Scrupulosity, Susan learned, is an obsessive-compulsive disorder, one that straddles two worlds - the clinical, fact-based world of medicine and the mystical, faith-based world of religion. It can be treated with medication, as well as with counseling and spiritual guidance.


There is even a newsletter called "Scrupulous Anonymous," with a circulation of 13,000. Its editor, the Rev. Thomas Santa, describes scrupulosity as "a tender conscience" - a condition in which everything becomes a sin, to the point that you're almost paralyzed.

At first glance, Paul's letter to the Colossians might seem like an invitation to scrupulosity. "Put to death," he commands, "whatever in you is earthly: fornication, impurity, passion, evil desire, and greed (which is idolatry). On account of these the wrath of God is coming on those who are disobedient" (3:5-6).

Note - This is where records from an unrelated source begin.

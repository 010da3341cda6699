//! Granule harvester.
//!
//! Synchronizes one dataset from the remote granule catalog into the
//! metadata index:
//! - Pages through the catalog feed for the configured window
//! - Downloads new or changed granules, splitting aggregated files per day
//! - Optionally uploads harvested files to object storage
//! - Publishes granule, lineage and dataset documents
//!
//! Exits 0 on a clean run, 2 when the run completed with isolated failures
//! and 1 when it could not complete.

mod settings;

use std::path::PathBuf;
use std::sync::Arc;
use std::time::Duration;

use anyhow::{anyhow, Context, Result};
use clap::Parser;
use tracing::{error, info, warn, Level};
use tracing_subscriber::FmtSubscriber;

use harvest_common::DatasetConfig;
use harvesting::{
    Collaborators, HttpCatalogSource, HttpFetcher, NetCdfSlicer, RunReport, Synchronizer,
    EXIT_FATAL,
};
use settings::BucketSettings;
use storage::{ObjectStorage, ObjectUploader, SolrIndex};

#[derive(Parser, Debug)]
#[command(name = "harvester")]
#[command(about = "Incremental granule harvester for one dataset")]
struct Args {
    /// Dataset configuration file
    #[arg(short, long, env = "HARVEST_CONFIG")]
    config: Option<PathBuf>,

    /// Dataset name, resolved to {config_dir}/{dataset}.yaml when --config is absent
    #[arg(short, long)]
    dataset: Option<String>,

    /// Directory holding dataset configurations
    #[arg(long, env = "CONFIG_DIR", default_value = "config/datasets")]
    config_dir: PathBuf,

    /// Index base URL
    #[arg(long, env = "SOLR_HOST", default_value = "http://localhost:8983/solr/")]
    solr_host: String,

    /// Bucket for harvested files; files stay in the target directory when unset
    #[arg(long, env = "S3_BUCKET")]
    s3_bucket: Option<String>,

    /// Custom S3 endpoint (MinIO etc.)
    #[arg(long, env = "S3_ENDPOINT")]
    s3_endpoint: Option<String>,

    #[arg(long, env = "S3_ACCESS_KEY")]
    s3_access_key: Option<String>,

    #[arg(long, env = "S3_SECRET_KEY")]
    s3_secret_key: Option<String>,

    #[arg(long, env = "S3_REGION", default_value = "us-west-2")]
    s3_region: String,

    /// Allow plain HTTP to the S3 endpoint
    #[arg(long, env = "S3_ALLOW_HTTP")]
    s3_allow_http: bool,

    /// Root for per-dataset scratch directories
    #[arg(long, env = "HARVEST_SCRATCH_DIR")]
    scratch_root: Option<PathBuf>,

    /// Timeout for catalog, download and index requests
    #[arg(long, env = "HARVEST_REQUEST_TIMEOUT", default_value = "600")]
    request_timeout_secs: u64,

    /// Log level
    #[arg(long, default_value = "info")]
    log_level: String,
}

impl Args {
    fn bucket_settings(&self) -> BucketSettings {
        BucketSettings {
            bucket: self.s3_bucket.clone(),
            endpoint: self.s3_endpoint.clone(),
            access_key_id: self.s3_access_key.clone(),
            secret_access_key: self.s3_secret_key.clone(),
            region: self.s3_region.clone(),
            allow_http: self.s3_allow_http,
        }
    }
}

#[tokio::main]
async fn main() -> Result<()> {
    // Load environment from .env file if present
    dotenvy::dotenv().ok();

    let args = Args::parse();

    let level = match args.log_level.to_lowercase().as_str() {
        "trace" => Level::TRACE,
        "debug" => Level::DEBUG,
        "info" => Level::INFO,
        "warn" => Level::WARN,
        "error" => Level::ERROR,
        _ => Level::INFO,
    };

    let subscriber = FmtSubscriber::builder()
        .with_max_level(level)
        .with_target(true)
        .with_thread_ids(true)
        .json()
        .finish();

    tracing::subscriber::set_global_default(subscriber)?;

    let code = match run(&args).await {
        Ok(report) => {
            if report.is_degraded() {
                warn!(
                    failed = report.failed,
                    transfer_failures = report.transfer_failures,
                    index_failures = report.index_failures,
                    "Harvest completed with failures"
                );
            }
            report.exit_code()
        }
        Err(e) => {
            error!(error = ?e, "Harvest failed");
            EXIT_FATAL
        }
    };

    std::process::exit(code);
}

async fn run(args: &Args) -> Result<RunReport> {
    let path = settings::config_path(args.config.as_deref(), &args.config_dir, args.dataset.as_deref())
        .ok_or_else(|| anyhow!("either --config or --dataset is required"))?;

    let mut config = DatasetConfig::load(&path)
        .with_context(|| format!("Failed to load dataset config {}", path.display()))?;
    settings::apply_scratch_root(&mut config, args.scratch_root.as_deref());

    info!(
        dataset = %config.ds_name,
        aggregated = config.aggregated,
        target_dir = %config.target_dir.display(),
        "Starting granule harvester"
    );

    let timeout = Duration::from_secs(args.request_timeout_secs);

    let index = SolrIndex::new(&settings::index_config(
        &args.solr_host,
        &config,
        args.request_timeout_secs,
    ))?;

    let uploader: Option<Arc<dyn ObjectUploader>> = match args.bucket_settings().storage_config() {
        Some(storage_config) => {
            info!(bucket = %storage_config.bucket, "Uploading harvested files to object storage");
            Some(Arc::new(ObjectStorage::new(&storage_config)?))
        }
        None => {
            info!("No bucket configured, keeping harvested files locally");
            None
        }
    };

    let collaborators = Collaborators {
        catalog: Arc::new(HttpCatalogSource::new(timeout)?),
        index: Arc::new(index),
        fetcher: Arc::new(HttpFetcher::new(timeout)?),
        slicer: Arc::new(NetCdfSlicer),
        uploader,
    };

    let synchronizer = Synchronizer::new(config, collaborators)?;
    Ok(synchronizer.run().await?)
}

But Paul's not finished. "But now you must get rid of all such things - anger, wrath, malice, slander, and abusive language from your mouth (v. 8).

Get rid of all such things, he thunders. Strip yourself of all such sleazy sins and polluting practices. Begin to live an authentic Christian life, removing from yourself all the trappings of your old life - which for Paul himself included being "a blasphemer, a persecutor, and a man of violence" (1 Timothy 1:13).

These Scriptures seem to play right into the scrupulosity that so many sufferers are struggling to escape. Don't do this, Don't do that. Watch out: the wrath of God is coming.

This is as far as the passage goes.